> **Work order**: Below are some records; output exactly the lines from the line with "self.neighbors(pos)" to the line with "pub fn mark_detonated(&mut", both ends kept, and nothing more.

::::::::::

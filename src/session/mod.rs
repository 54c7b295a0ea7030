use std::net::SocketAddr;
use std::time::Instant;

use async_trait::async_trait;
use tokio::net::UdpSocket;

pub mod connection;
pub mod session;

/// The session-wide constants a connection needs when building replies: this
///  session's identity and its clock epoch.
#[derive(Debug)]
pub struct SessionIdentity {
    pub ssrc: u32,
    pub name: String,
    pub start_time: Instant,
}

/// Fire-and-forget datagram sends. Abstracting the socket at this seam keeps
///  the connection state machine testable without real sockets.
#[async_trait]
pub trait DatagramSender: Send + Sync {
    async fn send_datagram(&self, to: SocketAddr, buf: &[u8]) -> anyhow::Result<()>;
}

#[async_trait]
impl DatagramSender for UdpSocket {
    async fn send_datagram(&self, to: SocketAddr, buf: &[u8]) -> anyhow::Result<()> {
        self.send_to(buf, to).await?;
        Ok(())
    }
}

::::::::::

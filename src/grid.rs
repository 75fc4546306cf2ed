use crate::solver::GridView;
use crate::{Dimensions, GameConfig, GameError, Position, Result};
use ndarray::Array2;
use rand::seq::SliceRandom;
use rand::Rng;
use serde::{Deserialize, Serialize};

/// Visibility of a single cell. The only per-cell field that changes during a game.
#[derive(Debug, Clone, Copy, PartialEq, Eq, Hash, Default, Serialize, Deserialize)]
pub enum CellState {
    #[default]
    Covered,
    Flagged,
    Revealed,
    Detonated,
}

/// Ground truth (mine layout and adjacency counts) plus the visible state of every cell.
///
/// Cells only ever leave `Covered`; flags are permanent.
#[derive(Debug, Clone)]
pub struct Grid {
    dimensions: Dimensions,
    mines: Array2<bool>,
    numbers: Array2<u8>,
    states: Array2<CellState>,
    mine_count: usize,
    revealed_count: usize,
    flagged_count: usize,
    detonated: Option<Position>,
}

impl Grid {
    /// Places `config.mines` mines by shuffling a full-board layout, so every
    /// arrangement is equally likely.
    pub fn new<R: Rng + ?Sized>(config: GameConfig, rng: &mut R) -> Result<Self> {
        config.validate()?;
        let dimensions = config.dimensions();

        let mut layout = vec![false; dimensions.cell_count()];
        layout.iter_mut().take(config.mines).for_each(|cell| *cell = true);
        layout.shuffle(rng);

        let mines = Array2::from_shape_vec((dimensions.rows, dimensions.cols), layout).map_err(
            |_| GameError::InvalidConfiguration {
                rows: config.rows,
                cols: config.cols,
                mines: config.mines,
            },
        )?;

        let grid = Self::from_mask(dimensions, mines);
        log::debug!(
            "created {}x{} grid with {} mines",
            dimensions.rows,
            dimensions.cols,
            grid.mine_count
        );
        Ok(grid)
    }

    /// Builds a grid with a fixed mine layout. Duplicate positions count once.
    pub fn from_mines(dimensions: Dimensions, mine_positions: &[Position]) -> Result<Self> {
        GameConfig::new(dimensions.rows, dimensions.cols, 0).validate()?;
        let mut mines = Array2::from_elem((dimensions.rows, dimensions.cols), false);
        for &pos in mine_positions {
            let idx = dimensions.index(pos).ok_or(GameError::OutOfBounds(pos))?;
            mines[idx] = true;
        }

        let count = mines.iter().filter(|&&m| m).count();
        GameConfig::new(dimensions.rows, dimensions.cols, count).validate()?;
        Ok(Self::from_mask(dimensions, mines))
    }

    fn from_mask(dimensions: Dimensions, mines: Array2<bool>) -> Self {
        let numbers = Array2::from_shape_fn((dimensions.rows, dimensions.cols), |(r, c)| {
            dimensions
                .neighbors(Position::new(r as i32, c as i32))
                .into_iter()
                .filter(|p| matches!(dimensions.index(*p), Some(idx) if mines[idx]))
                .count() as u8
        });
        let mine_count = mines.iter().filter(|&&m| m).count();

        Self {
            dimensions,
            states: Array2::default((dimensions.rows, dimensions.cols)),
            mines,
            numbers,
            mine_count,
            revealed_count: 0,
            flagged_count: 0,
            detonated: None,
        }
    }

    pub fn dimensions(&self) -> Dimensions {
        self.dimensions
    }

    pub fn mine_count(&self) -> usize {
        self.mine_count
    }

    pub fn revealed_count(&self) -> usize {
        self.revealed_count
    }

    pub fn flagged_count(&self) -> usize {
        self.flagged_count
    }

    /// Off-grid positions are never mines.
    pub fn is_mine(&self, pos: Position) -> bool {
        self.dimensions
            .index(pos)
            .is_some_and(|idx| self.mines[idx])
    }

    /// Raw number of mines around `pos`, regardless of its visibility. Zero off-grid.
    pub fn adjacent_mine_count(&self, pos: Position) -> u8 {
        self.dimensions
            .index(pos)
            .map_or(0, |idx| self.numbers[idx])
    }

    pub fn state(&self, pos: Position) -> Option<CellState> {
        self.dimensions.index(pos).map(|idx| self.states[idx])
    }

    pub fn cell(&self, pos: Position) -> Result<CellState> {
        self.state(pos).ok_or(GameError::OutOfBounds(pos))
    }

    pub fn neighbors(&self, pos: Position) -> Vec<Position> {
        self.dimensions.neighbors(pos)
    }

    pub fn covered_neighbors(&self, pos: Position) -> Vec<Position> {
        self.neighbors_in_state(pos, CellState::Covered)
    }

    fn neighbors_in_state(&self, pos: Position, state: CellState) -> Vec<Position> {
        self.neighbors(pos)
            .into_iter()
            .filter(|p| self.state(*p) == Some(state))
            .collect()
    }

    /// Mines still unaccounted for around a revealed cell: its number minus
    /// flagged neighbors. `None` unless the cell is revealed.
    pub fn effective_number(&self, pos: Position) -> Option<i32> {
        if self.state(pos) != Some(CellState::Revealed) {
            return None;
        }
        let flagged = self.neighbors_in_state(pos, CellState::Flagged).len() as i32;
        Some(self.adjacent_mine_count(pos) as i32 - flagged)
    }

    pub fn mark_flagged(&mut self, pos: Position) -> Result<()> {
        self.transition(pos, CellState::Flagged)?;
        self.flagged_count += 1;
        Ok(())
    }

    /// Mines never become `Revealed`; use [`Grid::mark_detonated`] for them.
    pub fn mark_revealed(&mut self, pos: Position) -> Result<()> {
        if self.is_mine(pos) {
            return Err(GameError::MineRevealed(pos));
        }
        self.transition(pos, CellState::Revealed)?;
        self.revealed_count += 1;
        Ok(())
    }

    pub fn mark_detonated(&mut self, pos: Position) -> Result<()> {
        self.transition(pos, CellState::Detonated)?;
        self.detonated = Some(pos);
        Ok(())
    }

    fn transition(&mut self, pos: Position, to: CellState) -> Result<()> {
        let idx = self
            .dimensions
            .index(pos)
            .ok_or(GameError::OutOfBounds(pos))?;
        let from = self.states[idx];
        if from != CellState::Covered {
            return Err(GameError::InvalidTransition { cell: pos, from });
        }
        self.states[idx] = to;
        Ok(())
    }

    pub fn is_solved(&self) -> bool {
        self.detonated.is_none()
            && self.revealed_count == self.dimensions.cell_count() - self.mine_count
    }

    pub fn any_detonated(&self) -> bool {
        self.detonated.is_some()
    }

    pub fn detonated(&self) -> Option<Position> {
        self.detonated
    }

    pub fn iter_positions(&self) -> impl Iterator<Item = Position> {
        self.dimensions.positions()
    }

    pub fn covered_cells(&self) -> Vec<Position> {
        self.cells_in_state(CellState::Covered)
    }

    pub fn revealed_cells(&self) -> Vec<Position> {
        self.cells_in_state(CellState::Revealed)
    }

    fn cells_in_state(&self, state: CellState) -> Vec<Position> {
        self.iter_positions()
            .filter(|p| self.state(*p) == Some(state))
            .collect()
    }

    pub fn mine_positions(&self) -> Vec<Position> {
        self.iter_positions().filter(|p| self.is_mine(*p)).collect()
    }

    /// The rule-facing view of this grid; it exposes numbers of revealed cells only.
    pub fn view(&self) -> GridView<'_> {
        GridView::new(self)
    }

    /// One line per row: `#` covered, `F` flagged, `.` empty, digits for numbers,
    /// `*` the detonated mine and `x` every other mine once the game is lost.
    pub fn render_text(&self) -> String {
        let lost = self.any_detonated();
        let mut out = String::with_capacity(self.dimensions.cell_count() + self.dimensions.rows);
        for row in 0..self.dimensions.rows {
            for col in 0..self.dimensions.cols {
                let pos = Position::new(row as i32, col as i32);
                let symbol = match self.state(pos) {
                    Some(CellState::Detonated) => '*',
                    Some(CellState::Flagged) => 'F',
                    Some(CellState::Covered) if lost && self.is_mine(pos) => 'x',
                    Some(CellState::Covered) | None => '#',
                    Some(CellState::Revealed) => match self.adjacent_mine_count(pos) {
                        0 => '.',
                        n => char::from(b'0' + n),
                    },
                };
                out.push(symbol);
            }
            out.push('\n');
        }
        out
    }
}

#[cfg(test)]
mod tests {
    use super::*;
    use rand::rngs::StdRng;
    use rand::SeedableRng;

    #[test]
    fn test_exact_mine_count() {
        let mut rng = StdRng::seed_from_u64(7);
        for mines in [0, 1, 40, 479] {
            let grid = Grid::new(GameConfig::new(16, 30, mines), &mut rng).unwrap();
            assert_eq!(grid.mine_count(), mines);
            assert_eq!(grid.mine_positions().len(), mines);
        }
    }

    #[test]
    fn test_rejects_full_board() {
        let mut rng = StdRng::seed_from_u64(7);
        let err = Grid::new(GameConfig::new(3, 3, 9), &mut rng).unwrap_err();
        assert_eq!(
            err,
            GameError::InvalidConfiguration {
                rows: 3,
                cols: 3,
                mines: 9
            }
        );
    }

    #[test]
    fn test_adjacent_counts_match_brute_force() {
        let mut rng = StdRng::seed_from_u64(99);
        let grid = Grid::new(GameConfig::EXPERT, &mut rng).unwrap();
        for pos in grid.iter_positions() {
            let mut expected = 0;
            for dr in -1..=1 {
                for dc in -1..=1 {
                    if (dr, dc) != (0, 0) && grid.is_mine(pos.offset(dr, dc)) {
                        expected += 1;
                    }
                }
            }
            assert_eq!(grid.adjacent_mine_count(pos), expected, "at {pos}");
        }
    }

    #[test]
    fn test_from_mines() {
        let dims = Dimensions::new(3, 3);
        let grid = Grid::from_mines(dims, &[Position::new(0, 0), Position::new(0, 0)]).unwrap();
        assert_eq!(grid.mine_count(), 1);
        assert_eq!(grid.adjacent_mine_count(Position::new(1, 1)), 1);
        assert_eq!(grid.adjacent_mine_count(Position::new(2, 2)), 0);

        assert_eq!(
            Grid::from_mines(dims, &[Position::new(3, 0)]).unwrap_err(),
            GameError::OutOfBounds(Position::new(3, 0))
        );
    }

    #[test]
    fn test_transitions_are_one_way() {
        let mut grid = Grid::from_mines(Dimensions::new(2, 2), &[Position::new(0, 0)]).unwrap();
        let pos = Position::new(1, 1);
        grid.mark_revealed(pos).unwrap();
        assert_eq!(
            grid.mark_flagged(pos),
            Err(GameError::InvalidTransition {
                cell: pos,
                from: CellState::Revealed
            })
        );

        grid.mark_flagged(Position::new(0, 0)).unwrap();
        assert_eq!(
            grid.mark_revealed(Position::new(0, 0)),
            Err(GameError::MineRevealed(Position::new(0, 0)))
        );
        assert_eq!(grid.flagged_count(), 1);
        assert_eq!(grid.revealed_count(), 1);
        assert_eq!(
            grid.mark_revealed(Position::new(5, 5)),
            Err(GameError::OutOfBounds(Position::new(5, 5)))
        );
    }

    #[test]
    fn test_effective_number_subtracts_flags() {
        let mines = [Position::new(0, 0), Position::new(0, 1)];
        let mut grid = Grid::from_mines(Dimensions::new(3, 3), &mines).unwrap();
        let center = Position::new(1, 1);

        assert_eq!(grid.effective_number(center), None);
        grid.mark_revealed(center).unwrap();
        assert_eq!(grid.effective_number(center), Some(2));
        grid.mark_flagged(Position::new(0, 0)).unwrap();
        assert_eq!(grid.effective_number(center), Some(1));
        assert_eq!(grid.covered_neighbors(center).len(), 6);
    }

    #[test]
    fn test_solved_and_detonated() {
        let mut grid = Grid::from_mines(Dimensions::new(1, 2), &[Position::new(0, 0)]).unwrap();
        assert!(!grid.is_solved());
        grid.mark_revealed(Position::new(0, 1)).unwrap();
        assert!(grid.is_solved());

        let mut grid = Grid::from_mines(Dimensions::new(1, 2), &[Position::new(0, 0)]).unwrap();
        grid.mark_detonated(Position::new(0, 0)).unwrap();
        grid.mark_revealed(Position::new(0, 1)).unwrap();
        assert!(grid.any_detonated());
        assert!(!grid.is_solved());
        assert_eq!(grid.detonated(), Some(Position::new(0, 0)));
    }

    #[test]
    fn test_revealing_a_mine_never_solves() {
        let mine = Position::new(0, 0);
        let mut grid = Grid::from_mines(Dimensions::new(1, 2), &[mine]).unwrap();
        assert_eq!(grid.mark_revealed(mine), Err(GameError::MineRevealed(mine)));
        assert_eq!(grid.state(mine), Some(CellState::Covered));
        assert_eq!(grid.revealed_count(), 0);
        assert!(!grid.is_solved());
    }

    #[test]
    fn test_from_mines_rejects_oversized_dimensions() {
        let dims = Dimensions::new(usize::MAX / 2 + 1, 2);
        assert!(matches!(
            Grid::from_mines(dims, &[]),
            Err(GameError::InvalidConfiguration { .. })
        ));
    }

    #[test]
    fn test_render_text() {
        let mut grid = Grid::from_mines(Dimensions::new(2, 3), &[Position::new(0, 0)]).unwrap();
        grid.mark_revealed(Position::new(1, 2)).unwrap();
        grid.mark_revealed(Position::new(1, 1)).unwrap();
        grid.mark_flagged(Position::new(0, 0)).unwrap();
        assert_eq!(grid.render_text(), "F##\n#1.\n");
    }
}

::::::::::

> **Exercise answer**:
        self.neighbors(pos)
            .into_iter()
            .filter(|p| self.state(*p) == Some(state))
            .collect()
    }

    /// Mines still unaccounted for around a revealed cell: its number minus
    /// flagged neighbors. `None` unless the cell is revealed.
    pub fn effective_number(&self, pos: Position) -> Option<i32> {
        if self.state(pos) != Some(CellState::Revealed) {
            return None;
        }
        let flagged = self.neighbors_in_state(pos, CellState::Flagged).len() as i32;
        Some(self.adjacent_mine_count(pos) as i32 - flagged)
    }

    pub fn mark_flagged(&mut self, pos: Position) -> Result<()> {
        self.transition(pos, CellState::Flagged)?;
        self.flagged_count += 1;
        Ok(())
    }

    /// Mines never become `Revealed`; use [`Grid::mark_detonated`] for them.
    pub fn mark_revealed(&mut self, pos: Position) -> Result<()> {
        if self.is_mine(pos) {
            return Err(GameError::MineRevealed(pos));
        }
        self.transition(pos, CellState::Revealed)?;
        self.revealed_count += 1;
        Ok(())
    }

    pub fn mark_detonated(&mut self, pos: Position) -> Result<()> {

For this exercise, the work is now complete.